必要です。むしろ人的リソースが限られる中小企業こそ、「どこに・どうアプローチするか」の戦略設計が重要です。闇雲なアプローチを減らし、成約確率の高い顧客に集中することで少人数でも大きな成果を出せます。
Q2. 営業戦略を立てても現場に浸透しない場合は?
戦略立案に現場の営業担当者を参加させることが重要です。トップダウンで降ろされた戦略は「自分ごと化」されにくいため、現場からのフィードバックを取り込みながら共同で設計しましょう。
Q3. 営業戦略の見直しタイミングはいつですか?
四半期に1回、定期的な見直しを推奨します。また、競合の動向・市場環境の変化・自社の組織変更があった際には臨時で見直すことも重要です。
Q4. スタートアップに適した営業戦略はありますか?
スタートアップはまず「ファーストカスタマー10社」を獲得することに集中するのが定石です。ターゲットを極限まで絞り込み、創業者が直接営業して市場フィードバックを得ながら戦略を磨く「ドゥーシングス・ザット・ドントスケール」が有効です。

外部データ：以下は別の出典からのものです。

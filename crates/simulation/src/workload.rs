//! Message generation for simulations.
//!
//! Generators draw from a seeded RNG and a read-only view of current state,
//! so a run is reproducible from its seed alone.

use crate::config::WorkloadConfig;
use shield_core::ShieldMsg;
use shield_types::{Address, Coins, MixedCoins, Pool, PoolParams, AVERAGE_BLOCK_TIME_SECS};

/// Number of distinct non-administrator signers.
const FOREIGN_SIGNERS: u32 = 8;

/// One in this many durations is too short to be accepted.
const SHORT_COVERAGE_ONE_IN: u32 = 20;

/// One in this many withdrawals asks for more than is withdrawable.
const OVER_WITHDRAW_ONE_IN: u32 = 10;

/// State the generator may inspect when building a message.
#[derive(Debug, Clone, Copy)]
pub struct ShieldView<'a> {
    pub admin: &'a Address,
    pub pools: &'a [Pool],
    /// Administrator collateral not already being withdrawn.
    pub withdrawable: u128,
}

/// Trait for generating message workloads.
pub trait WorkloadGenerator {
    /// Generate the next message.
    fn generate_one(&mut self, view: &ShieldView<'_>, rng: &mut impl rand::Rng) -> ShieldMsg;
}

#[derive(Debug, Clone, Copy, PartialEq, Eq)]
enum MsgKind {
    Create,
    Update,
    Pause,
    Resume,
    Withdraw,
}

/// Weighted mix of every shield message.
///
/// Most messages are valid against the view. A configurable share is signed
/// by a stranger, and a small share carries a bad duration or an oversized
/// withdrawal, so rejection paths run as often as the happy path.
#[derive(Debug, Clone)]
pub struct ShieldWorkload {
    config: WorkloadConfig,
    params: PoolParams,
    bond_denom: String,
    sponsors_created: u64,
}

impl ShieldWorkload {
    pub fn new(config: WorkloadConfig, params: PoolParams, bond_denom: impl Into<String>) -> Self {
        Self {
            config,
            params,
            bond_denom: bond_denom.into(),
            sponsors_created: 0,
        }
    }

    fn pick_kind(&self, view: &ShieldView<'_>, rng: &mut impl rand::Rng) -> MsgKind {
        let c = &self.config;
        let total = c.total_weight();
        if total == 0 {
            return MsgKind::Create;
        }
        let mut roll = rng.gen_range(0..total);
        let weighted = [
            (MsgKind::Create, c.create_weight),
            (MsgKind::Update, c.update_weight),
            (MsgKind::Pause, c.pause_weight),
            (MsgKind::Resume, c.resume_weight),
            (MsgKind::Withdraw, c.withdraw_weight),
        ];
        let kind = weighted
            .iter()
            .find_map(|(kind, weight)| {
                if roll < *weight {
                    Some(*kind)
                } else {
                    roll -= weight;
                    None
                }
            })
            .unwrap_or(MsgKind::Create);

        // Pool messages need a pool to target.
        match kind {
            MsgKind::Update | MsgKind::Pause | MsgKind::Resume if view.pools.is_empty() => {
                MsgKind::Create
            }
            kind => kind,
        }
    }

    fn signer(&self, view: &ShieldView<'_>, rng: &mut impl rand::Rng) -> Address {
        if rng.gen_range(0..100) < self.config.foreign_signer_percent {
            let n = rng.gen_range(0..FOREIGN_SIGNERS);
            Address::new(format!("shield1user{}", n))
        } else {
            view.admin.clone()
        }
    }

    fn bond(&self, amount: u128) -> Coins {
        Coins::single(self.bond_denom.clone(), amount)
    }

    fn shield(&self, rng: &mut impl rand::Rng) -> Coins {
        self.bond(u128::from(rng.gen_range(1..=self.config.max_shield.max(1))))
    }

    fn deposit(&self, rng: &mut impl rand::Rng) -> MixedCoins {
        let amount = rng.gen_range(0..=self.config.max_deposit);
        MixedCoins::native(self.bond(u128::from(amount)))
    }

    /// Coverage as `(seconds, blocks)`, only one of them set.
    fn coverage(&self, time_based: bool, rng: &mut impl rand::Rng) -> (u64, u64) {
        let min_secs = self.params.min_pool_life_secs;
        let short = rng.gen_range(0..SHORT_COVERAGE_ONE_IN) == 0;
        if time_based {
            if short {
                (min_secs.max(1), 0)
            } else {
                (min_secs + rng.gen_range(1..=min_secs.max(1) * 2), 0)
            }
        } else if short {
            (0, 0)
        } else {
            (0, min_secs / AVERAGE_BLOCK_TIME_SECS + rng.gen_range(1..=20))
        }
    }

    fn create(&mut self, view: &ShieldView<'_>, rng: &mut impl rand::Rng) -> ShieldMsg {
        self.sponsors_created += 1;
        let time_based = rng.gen_bool(2.0 / 3.0);
        let (time_of_coverage, blocks_of_coverage) = self.coverage(time_based, rng);
        ShieldMsg::CreatePool {
            creator: self.signer(view, rng),
            shield: self.shield(rng),
            deposit: self.deposit(rng),
            sponsor: format!("sponsor-{}", self.sponsors_created),
            time_of_coverage,
            blocks_of_coverage,
        }
    }

    fn update(&self, pool: &Pool, view: &ShieldView<'_>, rng: &mut impl rand::Rng) -> ShieldMsg {
        // Extensions mostly match the pool's coverage kind.
        let time_based = if rng.gen_range(0..SHORT_COVERAGE_ONE_IN) == 0 {
            !pool.end.is_time_based()
        } else {
            pool.end.is_time_based()
        };
        let (additional_time, additional_blocks) = if rng.gen_bool(0.5) {
            (0, 0)
        } else {
            self.coverage(time_based, rng)
        };
        ShieldMsg::UpdatePool {
            updater: self.signer(view, rng),
            pool_id: pool.id,
            shield: self.shield(rng),
            deposit: self.deposit(rng),
            additional_time,
            additional_blocks,
        }
    }

    fn withdraw(&self, view: &ShieldView<'_>, rng: &mut impl rand::Rng) -> ShieldMsg {
        let amount = if view.withdrawable == 0 || rng.gen_range(0..OVER_WITHDRAW_ONE_IN) == 0 {
            view.withdrawable + rng.gen_range(1..=100)
        } else {
            rng.gen_range(1..=view.withdrawable)
        };
        ShieldMsg::WithdrawFromPools {
            provider: self.signer(view, rng),
            amount: self.bond(amount),
        }
    }
}

impl WorkloadGenerator for ShieldWorkload {
    fn generate_one(&mut self, view: &ShieldView<'_>, rng: &mut impl rand::Rng) -> ShieldMsg {
        let kind = self.pick_kind(view, rng);
        match kind {
            MsgKind::Create => self.create(view, rng),
            MsgKind::Update => {
                let pool = &view.pools[rng.gen_range(0..view.pools.len())];
                self.update(pool, view, rng)
            }
            MsgKind::Pause => {
                let pool_id = view.pools[rng.gen_range(0..view.pools.len())].id;
                ShieldMsg::PausePool {
                    updater: self.signer(view, rng),
                    pool_id,
                }
            }
            MsgKind::Resume => {
                let pool_id = view.pools[rng.gen_range(0..view.pools.len())].id;
                ShieldMsg::ResumePool {
                    updater: self.signer(view, rng),
                    pool_id,
                }
            }
            MsgKind::Withdraw => self.withdraw(view, rng),
        }
    }
}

Q5. 営業戦略とマーケティング戦略はどう連携させますか?
営業戦略とマーケティング戦略は「同一のICP(理想顧客プロファイル)とメッセージ」を共有することで連携します。マーケが獲得したリードを営業がフォローする際に、メッセージが一貫していることで顧客の信頼を得やすくなります。

まとめ
営業戦略の成功には、明確なターゲット設定・適切なチャネル選択・一貫したKPI管理・継続的なPDCAが不可欠です。今回紹介した10の具体例は、自社の状況に応じてカスタマイズして活用できます。AI営業支援ツールを組み合わせることで、戦略の実行スピードと精度を大幅に高めることができます。